COVID-19の5類移行後の感染対策と面会のあり方について

日本ホスピス緩和ケア協会
2023年4月26日

 政府は、2023年5月8日をもって新型コロナウイルス感染症を感染症法上の5類感染症に変更し1)、感染対策の考え方について個人の選択を尊重し国民の自主的な努力に基づくものに変更することを示しました2)。 しかし、高齢者など重症化するリスクの高い人が多く入院する医療機関や介護施設では、職員や面会者のマスク着用を推奨するなど、感染対策の継続・強化が必要であるとしています1) 3)。 一方で、患者や家族のQOLの観点から面会の機会が重要であるとし、各医療機関に対し、可能な限り患者との対面での面会の機会を確保することを検討するよう求めています1) 4)
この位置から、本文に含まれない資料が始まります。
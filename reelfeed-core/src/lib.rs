pub mod config;
pub mod error;
pub mod extract;
pub mod fetch;
pub mod listing;
pub mod models;
pub mod orchestrator;
pub mod poller;
pub mod publisher;
pub mod resolver;
pub mod store;

pub use config::{
    load_reelfeed_config, BrowserSection, HttpSection, PollSection, PublisherSection,
    ReelfeedConfig, ResolverSection, SourceSection, StoreBackend, StoreSection,
};
pub use error::{ConfigError, Result};
pub use extract::{ExtractError, ExtractResult, LinkExtractor};
pub use fetch::{FetchError, FetchResult, HttpFetcher, PageFetcher};
pub use listing::{HtmlListingSource, ListingSource};
pub use models::{
    has_download_links, DirectLinkResult, Listing, ResolutionOutcome, TerminalLink, UNKNOWN_FILE,
    UNKNOWN_TITLE,
};
pub use orchestrator::{ListingResolver, ResolutionOrchestrator};
pub use poller::{CycleStats, PollConfig, PollingLoop};
pub use publisher::{MessageFormatter, PublishError, PublishResult, Publisher, TelegramPublisher};
pub use resolver::{
    ChromiumSessionFactory, InteractiveResolver, RedirectChainWalker, ResolverError,
    ResolverMetrics, ResolverResult, ResolverSettings, TerminalExtractor,
};
pub use store::{
    open_store, DedupStore, JsonDedupStore, SqliteDedupStore, StoreError, StoreResult,
};
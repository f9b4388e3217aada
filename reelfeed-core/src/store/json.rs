use std::collections::BTreeSet;
use std::fs;
use std::io::ErrorKind;
use std::path::{Path, PathBuf};

use super::{DedupStore, StoreError, StoreResult};

/// Posted titles kept as a pretty-printed JSON array.
#[derive(Debug, Clone)]
pub struct JsonDedupStore {
    path: PathBuf,
}

impl JsonDedupStore {
    pub fn new(path: impl AsRef<Path>) -> Self {
        Self {
            path: path.as_ref().to_path_buf(),
        }
    }

    pub fn path(&self) -> &Path {
        &self.path
    }

    fn io_error(&self, source: std::io::Error) -> StoreError {
        StoreError::Io {
            path: self.path.clone(),
            source,
        }
    }
}

impl DedupStore for JsonDedupStore {
    fn load(&self) -> StoreResult<BTreeSet<String>> {
        let content = match fs::read_to_string(&self.path) {
            Ok(content) => content,
            Err(err) if err.kind() == ErrorKind::NotFound => return Ok(BTreeSet::new()),
            Err(err) => return Err(self.io_error(err)),
        };
        if content.trim().is_empty() {
            return Ok(BTreeSet::new());
        }
        let titles: Vec<String> =
            serde_json::from_str(&content).map_err(|source| StoreError::Serde {
                path: self.path.clone(),
                source,
            })?;
        Ok(titles.into_iter().collect())
    }

    fn save(&self, titles: &BTreeSet<String>) -> StoreResult<()> {
        if let Some(parent) = self.path.parent() {
            if !parent.as_os_str().is_empty() {
                fs::create_dir_all(parent).map_err(|err| self.io_error(err))?;
            }
        }
        let payload = serde_json::to_string_pretty(titles).map_err(|source| StoreError::Serde {
            path: self.path.clone(),
            source,
        })?;
        let staging = self.path.with_extension("json.tmp");
        fs::write(&staging, payload).map_err(|err| self.io_error(err))?;
        fs::rename(&staging, &self.path).map_err(|err| self.io_error(err))?;
        Ok(())
    }
}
 さて、私達が提供する緩和ケアは、患者とその家族および介護者(以下、家族という)のQOLの向上を目的とした全人的ケアです。患者と家族の関係性や多様性に配慮しつつ、患者と家族を一つの単位としてアプローチすることが求められます5)。 そのためには、患者と家族が直接対面で接する機会の確保、さらには、患者と家族と緩和ケアスタッフの三者が共に話し合う機会を確保することが不可欠でしょう。
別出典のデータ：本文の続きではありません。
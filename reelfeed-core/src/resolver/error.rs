use thiserror::Error;

pub type ResolverResult<T> = Result<T, ResolverError>;

#[derive(Debug, Error)]
pub enum ResolverError {
    #[error("chromium launch failed: {0}")]
    Launch(String),
    #[error("navigation to {url} failed: {reason}")]
    Navigation { url: String, reason: String },
    #[error("cdp error: {0}")]
    Cdp(#[from] chromiumoxide::error::CdpError),
    #[error("configuration error: {0}")]
    Configuration(String),
    #[error("element unavailable: {0}")]
    Element(String),
    #[error("timeout waiting for {0}")]
    Timeout(String),
    #[error("unexpected error: {0}")]
    Unexpected(String),
}

impl ResolverError {
    /// Fatal errors end the whole extraction; the rest count as one failed attempt.
    pub fn is_fatal(&self) -> bool {
        matches!(
            self,
            ResolverError::Launch(_)
                | ResolverError::Navigation { .. }
                | ResolverError::Configuration(_)
        )
    }
}

impl From<tokio::task::JoinError> for ResolverError {
    fn from(err: tokio::task::JoinError) -> Self {
        ResolverError::Unexpected(err.to_string())
    }
}
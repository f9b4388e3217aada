mod error;
mod json;
mod sqlite;

use std::collections::BTreeSet;
use std::path::Path;

use crate::config::StoreBackend;

pub use error::{StoreError, StoreResult};
pub use json::JsonDedupStore;
pub use sqlite::{SqliteDedupStore, SqliteDedupStoreBuilder};

/// Titles that were already published.
///
/// The polling loop loads the set once per cycle and saves it after every
/// successful publication; there are no concurrent writers.
pub trait DedupStore: Send + Sync {
    fn load(&self) -> StoreResult<BTreeSet<String>>;
    fn save(&self, titles: &BTreeSet<String>) -> StoreResult<()>;
}

pub fn open_store(backend: StoreBackend, path: &Path) -> StoreResult<Box<dyn DedupStore>> {
    match backend {
        StoreBackend::Json => Ok(Box::new(JsonDedupStore::new(path))),
        StoreBackend::Sqlite => {
            let store = SqliteDedupStore::builder()
                .path(path)
                .create_if_missing(true)
                .build()?;
            store.initialize()?;
            Ok(Box::new(store))
        }
    }
}
use std::sync::Arc;

use async_trait::async_trait;
use tracing::debug;

use crate::extract::LinkExtractor;
use crate::fetch::{FetchResult, PageFetcher};
use crate::models::Listing;

#[async_trait]
pub trait ListingSource: Send + Sync {
    /// Current catalog entries, newest first as the site orders them.
    async fn listings(&self) -> FetchResult<Vec<Listing>>;
}

/// Reads listings from the catalog page's anchors.
pub struct HtmlListingSource {
    fetcher: Arc<dyn PageFetcher>,
    extractor: Arc<LinkExtractor>,
    catalog_url: String,
}

impl HtmlListingSource {
    pub fn new(
        fetcher: Arc<dyn PageFetcher>,
        extractor: Arc<LinkExtractor>,
        catalog_url: impl Into<String>,
    ) -> Self {
        Self {
            fetcher,
            extractor,
            catalog_url: catalog_url.into(),
        }
    }

    pub fn catalog_url(&self) -> &str {
        &self.catalog_url
    }
}

#[async_trait]
impl ListingSource for HtmlListingSource {
    async fn listings(&self) -> FetchResult<Vec<Listing>> {
        let body = self.fetcher.fetch(&self.catalog_url).await?;
        let listings = self.extractor.catalog_listings(&body, &self.catalog_url);
        debug!(url = %self.catalog_url, listings = listings.len(), "parsed catalog page");
        Ok(listings)
    }
}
 日本ホスピス緩和ケア協会では、感染対策と面会の両立に向けた取り組み方について、2021年12月に「感染拡大防止の観点と患者・家族へのケアを考慮した、緩和ケア病棟での望ましい面会とケアのあり方の指針」6) を作成し、協会Webサイトで公開しました。 その中で特に重要なことは、『地域と国内の感染の状況、および、それぞれの患者がおかれた状況を考慮し、一律な感染対策を継続するのではなく、感染リスクと患者・家族のニーズの変化に応じた面会の方法と患者家族の交流のあり方の見直しを行うこと』と提起しました。 例えば、地域の感染状況7) が落ち着いている場合には、個人の感染防止対策(体調管理、密の回避=人数制限、マスク着用、手指消毒など)を遵守することで毎日の面会の機会を確保してはどうか、また患者の死期が迫っている場合には面会の条件を緩和することなど、これらが基本的な対応として考えられます。 一方で、地域や病院内の感染拡大が著しく、患者および面会者相互の感染リスクが高い場合にはオンライン面会を活用するなど、総合的に判断する必要があります。
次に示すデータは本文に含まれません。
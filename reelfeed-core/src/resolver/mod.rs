mod chromium;
mod error;
mod interactive;
mod machine;
mod metrics;
mod session;
mod walker;

pub use chromium::{ChromiumSession, ChromiumSessionFactory};
pub use error::{ResolverError, ResolverResult};
pub use interactive::{InteractiveResolver, ResolverSettings, TerminalExtractor};
pub use machine::{ExtractionSession, ResolverState, StepOutcome};
pub use metrics::ResolverMetrics;
pub use session::{select_server_links, AnchorSnapshot, GatePage, SessionFactory};
pub use walker::RedirectChainWalker;
mod pipeline;
mod posted;

pub use pipeline::{CycleArgs, ExtractArgs, ResolveArgs, WatchArgs};
pub use posted::{ForgetArgs, PostedCommands};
 当協会会員施設におかれては、上記指針および厚生労働省による「医療機関におけるマスク・面会について」4) の資料等を参考としていただき、院内集団感染防止のための対策を継続しつつ、患者と家族の交流の機会をこれまでに増して確保し、患者と家族のQOLの向上に向けて取り組んでいただくようお願いいたします。